Material shown –

_ _ _ _

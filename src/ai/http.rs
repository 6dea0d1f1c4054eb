use async_trait::async_trait;
use reqwest::Client;
use serde::de::DeserializeOwned;
use serde_json::{json, Value};
use std::time::Duration;
use tracing::debug;

use super::analyzer::{
    AiAnalyzer, AnalyzerError, AnomalyExplanation, AnomalyOptions, Correlations, PatternAnalysis,
    Recommendations,
};
use crate::alerts::Alert;

/// Analyzer backed by a JSON-over-HTTP analysis service. Each method posts
/// to its own path below the configured endpoint.
pub struct HttpAnalyzer {
    client: Client,
    endpoint: String,
    api_key: Option<String>,
    model: Option<String>,
    timeout_secs: u64,
}

impl HttpAnalyzer {
    pub fn new(endpoint: impl Into<String>, timeout_secs: u64) -> Result<Self, AnalyzerError> {
        let client = Client::builder()
            .timeout(Duration::from_secs(timeout_secs))
            .build()?;

        Ok(Self {
            client,
            endpoint: endpoint.into().trim_end_matches('/').to_string(),
            api_key: None,
            model: None,
            timeout_secs,
        })
    }

    pub fn with_api_key(mut self, api_key: Option<String>) -> Self {
        self.api_key = api_key;
        self
    }

    pub fn with_model(mut self, model: Option<String>) -> Self {
        self.model = model;
        self
    }

    async fn post<T: DeserializeOwned>(&self, path: &str, mut body: Value) -> Result<T, AnalyzerError> {
        if let Some(model) = &self.model {
            body["model"] = json!(model);
        }

        let url = format!("{}/{}", self.endpoint, path);
        let mut request = self.client.post(&url).json(&body);
        if let Some(key) = &self.api_key {
            request = request.bearer_auth(key);
        }

        let response = request.send().await.map_err(|e| {
            if e.is_timeout() {
                AnalyzerError::Timeout(self.timeout_secs)
            } else {
                AnalyzerError::Request(e)
            }
        })?;

        let status = response.status();
        if !status.is_success() {
            return Err(AnalyzerError::Status(status.as_u16()));
        }

        let text = response.text().await?;
        debug!("Analyzer response from {}: {} bytes", path, text.len());
        serde_json::from_str(&text).map_err(|e| AnalyzerError::InvalidResponse(e.to_string()))
    }
}

#[async_trait]
impl AiAnalyzer for HttpAnalyzer {
    async fn explain_anomaly(
        &self,
        metrics: &Value,
        options: &AnomalyOptions,
    ) -> Result<AnomalyExplanation, AnalyzerError> {
        self.post(
            "explain-anomaly",
            json!({ "metrics": metrics, "resourceType": options.resource_type }),
        )
        .await
    }

    async fn generate_recommendations(
        &self,
        alert: &Alert,
        recent_history: &[Alert],
        metrics: &Value,
    ) -> Result<Recommendations, AnalyzerError> {
        self.post(
            "recommendations",
            json!({ "alert": alert, "recentHistory": recent_history, "metrics": metrics }),
        )
        .await
    }

    async fn analyze_correlations(
        &self,
        alert: &Alert,
        metrics: &Value,
        recent_history: &[Alert],
    ) -> Result<Correlations, AnalyzerError> {
        self.post(
            "correlations",
            json!({ "alert": alert, "metrics": metrics, "recentHistory": recent_history }),
        )
        .await
    }

    async fn analyze_alert_patterns(&self, history: &[Alert]) -> Result<PatternAnalysis, AnalyzerError> {
        self.post("patterns", json!({ "history": history })).await
    }
}
pub mod analyzer;
pub mod enrichment;
pub mod http;

pub use analyzer::{
    AiAnalyzer, AlertPattern, AnalyzerError, Anomaly, AnomalyExplanation, AnomalyOptions, Correlation,
    Correlations, NullAnalyzer, PatternAnalysis, Recommendation, Recommendations,
};
pub use enrichment::{EnrichmentPipeline, EnrichmentSettings, PatternJob, PatternSchedule};
pub use http::HttpAnalyzer;
use futures::future::join_all;
use serde::Serialize;
use serde_json::{Map, Value};
use std::sync::Arc;
use tokio::task::JoinHandle;
use tracing::{debug, error, info};

use super::events::{AlertEvent, EventBus};
use super::models::MetricSnapshot;
use super::store::{AlertStore, CreateOutcome};
use crate::ai::EnrichmentPipeline;
use crate::rules::{Comparison, MetricQuery, Rule, RuleKind, RuleStore, Severity};

/// Reason recorded when a threshold alert clears on its own
pub const AUTO_RESOLVE_REASON: &str = "condition no longer met";

/// Resource type meaning "the whole snapshot"
const GENERAL_RESOURCE: &str = "general";

#[derive(Debug, thiserror::Error)]
pub enum EvaluationError {
    #[error("Rule '{0}' has a non-finite threshold")]
    NonFiniteThreshold(String),
    #[error("Rule '{rule_id}' needs an object snapshot to select '{resource_type}' metrics")]
    NonObjectSnapshot { rule_id: String, resource_type: String },
}

/// What a single rule did during one evaluation cycle
#[derive(Debug, Clone, PartialEq)]
pub enum RuleOutcome {
    Fired(usize),
    Resolved,
    Unchanged,
    /// The metric could not be resolved to a number
    Skipped,
    /// Rule type without an evaluation algorithm
    NotEvaluated,
    /// Handed to background anomaly detection
    Deferred,
}

#[derive(Debug, Clone, Default, PartialEq, Serialize)]
pub struct EvaluationReport {
    pub source: String,
    pub evaluated: usize,
    pub fired: usize,
    pub resolved: usize,
    pub skipped: usize,
    pub failed: usize,
    /// ai_anomaly rules still waiting on the analyzer
    pub deferred: usize,
}

/// One ai_anomaly rule with its metrics subset already selected
struct AnomalyCheck {
    rule: Rule,
    resource_type: Option<String>,
    min_severity: Severity,
    subset: Value,
}

/// Turns analyzer findings into anomaly alerts. Cloned into the background
/// task so slow analyzer calls stay off the threshold path.
#[derive(Clone)]
struct AnomalyDetector {
    alerts: Arc<AlertStore>,
    enrichment: Arc<EnrichmentPipeline>,
    bus: Arc<EventBus>,
}

impl AnomalyDetector {
    async fn detect(&self, check: &AnomalyCheck, source: &str) -> usize {
        let rule = &check.rule;
        let explained = self
            .enrichment
            .explain_anomaly(&check.subset, check.resource_type.as_deref())
            .await;

        let mut fired = 0;
        for anomaly in explained.anomalies.iter().filter(|a| a.severity >= check.min_severity) {
            let outcome = self
                .alerts
                .create_anomaly(rule, source, anomaly, check.subset.clone())
                .await;
            let alert = outcome.alert;
            info!(
                alert_id = %alert.id,
                rule_id = %rule.id,
                severity = %alert.severity,
                "Anomaly alert firing"
            );
            if let Some(superseded) = outcome.superseded {
                debug!(alert_id = %superseded.id, rule_id = %rule.id, "Anomaly alert superseded");
                self.bus.publish(AlertEvent::Resolved(superseded));
            }
            self.bus.publish(AlertEvent::Created(alert.clone()));
            self.enrichment.spawn_enrichment(alert);
            fired += 1;
        }

        let ignored = explained.anomalies.len() - fired;
        if ignored > 0 {
            debug!(rule_id = %rule.id, ignored, min_severity = %check.min_severity, "Anomalies below minimum severity");
        }
        fired
    }
}

pub struct RuleEvaluator {
    rules: Arc<RuleStore>,
    alerts: Arc<AlertStore>,
    bus: Arc<EventBus>,
    detector: AnomalyDetector,
}

impl RuleEvaluator {
    pub fn new(
        rules: Arc<RuleStore>,
        alerts: Arc<AlertStore>,
        enrichment: Arc<EnrichmentPipeline>,
        bus: Arc<EventBus>,
    ) -> Self {
        let detector = AnomalyDetector {
            alerts: alerts.clone(),
            enrichment,
            bus: bus.clone(),
        };
        Self {
            rules,
            alerts,
            bus,
            detector,
        }
    }

    /// Run every enabled rule matching the snapshot source. A failing rule
    /// is logged and counted; the remaining rules still run. ai_anomaly
    /// rules finish in the background after this returns.
    pub async fn evaluate(&self, snapshot: &MetricSnapshot) -> EvaluationReport {
        self.evaluate_snapshot(snapshot).await.0
    }

    /// Like [`evaluate`](Self::evaluate), also returning the background
    /// anomaly task, which yields the number of anomaly alerts it fired
    async fn evaluate_snapshot(&self, snapshot: &MetricSnapshot) -> (EvaluationReport, Option<JoinHandle<usize>>) {
        let rules = self.rules.rules_for_source(&snapshot.source).await;
        let mut report = EvaluationReport {
            source: snapshot.source.clone(),
            evaluated: rules.len(),
            ..Default::default()
        };
        let mut checks = Vec::new();

        for rule in rules {
            let outcome = match anomaly_check(&rule, &snapshot.metrics) {
                Some(Ok(check)) => {
                    checks.push(check);
                    Ok(RuleOutcome::Deferred)
                }
                Some(Err(e)) => Err(e),
                None => self.evaluate_rule(&rule, snapshot).await,
            };
            match outcome {
                Ok(RuleOutcome::Fired(count)) => report.fired += count,
                Ok(RuleOutcome::Resolved) => report.resolved += 1,
                Ok(RuleOutcome::Skipped) | Ok(RuleOutcome::NotEvaluated) => report.skipped += 1,
                Ok(RuleOutcome::Deferred) => report.deferred += 1,
                Ok(RuleOutcome::Unchanged) => {}
                Err(e) => {
                    report.failed += 1;
                    error!(rule_id = %rule.id, error = %e, "Rule evaluation failed");
                }
            }
        }

        if report.fired > 0 || report.resolved > 0 || report.failed > 0 {
            info!(
                source = %report.source,
                evaluated = report.evaluated,
                fired = report.fired,
                resolved = report.resolved,
                failed = report.failed,
                "Snapshot evaluated"
            );
        }

        let handle = (!checks.is_empty()).then(|| self.spawn_detection(snapshot.source.clone(), checks));
        (report, handle)
    }

    fn spawn_detection(&self, source: String, checks: Vec<AnomalyCheck>) -> JoinHandle<usize> {
        let detector = self.detector.clone();
        tokio::spawn(async move {
            let fired = join_all(checks.iter().map(|check| detector.detect(check, &source))).await;
            fired.into_iter().sum()
        })
    }

    /// Evaluate a single rule, awaiting the analyzer for ai_anomaly rules
    pub async fn evaluate_rule(
        &self,
        rule: &Rule,
        snapshot: &MetricSnapshot,
    ) -> Result<RuleOutcome, EvaluationError> {
        match &rule.kind {
            RuleKind::Threshold {
                query,
                condition,
                threshold,
            } => {
                self.evaluate_threshold(rule, snapshot, query, *condition, *threshold)
                    .await
            }
            RuleKind::RateOfChange { .. } => {
                debug!(rule_id = %rule.id, "rate_of_change rules are not evaluated");
                Ok(RuleOutcome::NotEvaluated)
            }
            RuleKind::AiAnomaly { .. } => match anomaly_check(rule, &snapshot.metrics) {
                Some(check) => {
                    let fired = self.detector.detect(&check?, &snapshot.source).await;
                    Ok(RuleOutcome::Fired(fired))
                }
                None => Ok(RuleOutcome::NotEvaluated),
            },
        }
    }

    async fn evaluate_threshold(
        &self,
        rule: &Rule,
        snapshot: &MetricSnapshot,
        query: &MetricQuery,
        condition: Comparison,
        threshold: f64,
    ) -> Result<RuleOutcome, EvaluationError> {
        if !threshold.is_finite() {
            return Err(EvaluationError::NonFiniteThreshold(rule.id.clone()));
        }

        let Some(value) = query.resolve(&snapshot.metrics) else {
            debug!(rule_id = %rule.id, query = %query, "Metric not resolved, skipping rule");
            return Ok(RuleOutcome::Skipped);
        };

        if condition.holds(value, threshold) {
            let mut subset = Map::new();
            subset.insert(query.to_string(), Value::from(value));
            match self
                .alerts
                .create(rule, &snapshot.source, value, Value::Object(subset))
                .await
            {
                CreateOutcome::Created(alert) => {
                    info!(
                        alert_id = %alert.id,
                        rule_id = %rule.id,
                        value,
                        threshold,
                        condition = condition.symbol(),
                        "Alert firing"
                    );
                    self.bus.publish(AlertEvent::Created(alert));
                    Ok(RuleOutcome::Fired(1))
                }
                CreateOutcome::Existing(_) => Ok(RuleOutcome::Unchanged),
            }
        } else {
            match self.alerts.resolve_rule(&rule.id, AUTO_RESOLVE_REASON).await {
                Some(alert) => {
                    info!(alert_id = %alert.id, rule_id = %rule.id, value, "Alert resolved");
                    self.bus.publish(AlertEvent::Resolved(alert));
                    Ok(RuleOutcome::Resolved)
                }
                None => Ok(RuleOutcome::Unchanged),
            }
        }
    }
}

/// `None` for rules that are not ai_anomaly
fn anomaly_check(rule: &Rule, metrics: &Value) -> Option<Result<AnomalyCheck, EvaluationError>> {
    let RuleKind::AiAnomaly {
        resource_type,
        min_severity,
    } = &rule.kind
    else {
        return None;
    };
    Some(
        select_resource_metrics(rule, metrics, resource_type.as_deref()).map(|subset| AnomalyCheck {
            rule: rule.clone(),
            resource_type: resource_type.clone(),
            min_severity: *min_severity,
            subset,
        }),
    )
}

/// Top-level metrics whose key contains the resource type, or the whole
/// snapshot for an absent or general resource type.
fn select_resource_metrics(
    rule: &Rule,
    metrics: &Value,
    resource_type: Option<&str>,
) -> Result<Value, EvaluationError> {
    let resource_type = match resource_type {
        Some(r) if !r.is_empty() && !r.eq_ignore_ascii_case(GENERAL_RESOURCE) => r.to_lowercase(),
        _ => return Ok(metrics.clone()),
    };

    let Some(map) = metrics.as_object() else {
        return Err(EvaluationError::NonObjectSnapshot {
            rule_id: rule.id.clone(),
            resource_type,
        });
    };

    let subset: Map<String, Value> = map
        .iter()
        .filter(|(key, _)| key.to_lowercase().contains(&resource_type))
        .map(|(key, value)| (key.clone(), value.clone()))
        .collect();
    Ok(Value::Object(subset))
}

_ _ _ _

Filter the material above down to the lines that hold the word "PartialEq".

The answer –
#[derive(Debug, Clone, PartialEq)]
#[derive(Debug, Clone, Default, PartialEq, Serialize)]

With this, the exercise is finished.